Gli occhi di Riccardo erano accesi e vivaci su un mondo a lui sconosciuto e la sua curiosità lo portava a fare altre domande. “Ma non ti annoiavi, tutti quei giorni in casa senza poter uscire?”
“Inizialmente tutto era strano, ma il virus, chiamato Covid-19, si stava propagando velocemente in tutto il mondo, causando centinaia di vittime al giorno. La situazione era pesante e la paura di essere contagiati era reale. Rimanere chiusi in casa e non frequentare il sociale era l’unica via di salvezza. L’unica soluzione per non correre in ospedale, dove gli scenari erano simili a campi di battaglia. Le giornate passavano tra le lezioni della mattina, lo svolgimento dei compiti al pomeriggio e in serata ci riunivamo per giocare on-line alla Playstation. Nelle giornate di sole, mi mettevo in terrazzo a prendere il sole e respirare un’aria che stava diventando sempre più pulita. La vita di sempre mi mancava, ma anche questa nuova dimensione non mi dispiaceva, perché mi dava modo di dedicarmi alle mie passioni e di pensare, cosa che non facevo prima per i troppi impegni.

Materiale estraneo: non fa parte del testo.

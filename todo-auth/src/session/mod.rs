//! Session token management with durable storage.

mod storage;
mod store;
mod tokens;

pub use storage::{FileStorage, MemoryStorage, Storage};
pub use store::TokenStore;
pub use tokens::{Session, StoredSession};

“Mamma mia! Quando finalmente si è potuto uscire, cosa hai fatto?”
Ho guardato mio figlio e un attimo ho rivisto me ragazzino. Il ricordo di una ritrovata libertà era ancora così vivo che potevo sentire le mie grida e dei miei amici; mi sembra addirittura di avvertire il calore di un abbraccio e l’eco delle risate ritrovate dopo due mesi di reclusione.
Con un nostalgico sorriso, ho continuato a raccontare.
“Appena si è potuti uscire, era un lunedì, lo ricordo benissimo. Tutto in quel periodo finiva ed aveva inizio il primo giorno della settimana. Sono corso dai miei zii e da mio fratello. Mi erano mancati moltissimo. Non ero mai stato così tanto tempo senza vederli. Appena ci è stato permesso, mi sono visto con i miei amici per organizzare una festa in una casa in campagna. E’ stato come ritornare a respirare”.
Si stava facendo buio e iniziava a fare freddo. Guardo mio figlio. Siamo rimasti qualche minuto in silenzio, ognuno perso nelle sue considerazioni. Mi sembrava pensieroso, come se stesse riflettendo sulle sue abitudini e sulle privazioni che possono arrivare all’improvviso. Io, invece, ero ritornato a quell’estate anomala del 2020. Da allora niente è stato come prima. Per riappropriarci delle nostre abitudini sarebbero dovuti passare alcuni anni e comunque qualcosa dentro ognuno di noi era cambiato per sempre.
Ci alzammo dalla panchina, dove eravamo rimasti seduti per più di due ore. Gli misi la mano sulla spalla, come a proteggerlo dai miei ricordi di un maledetto virus e tornammo a casa.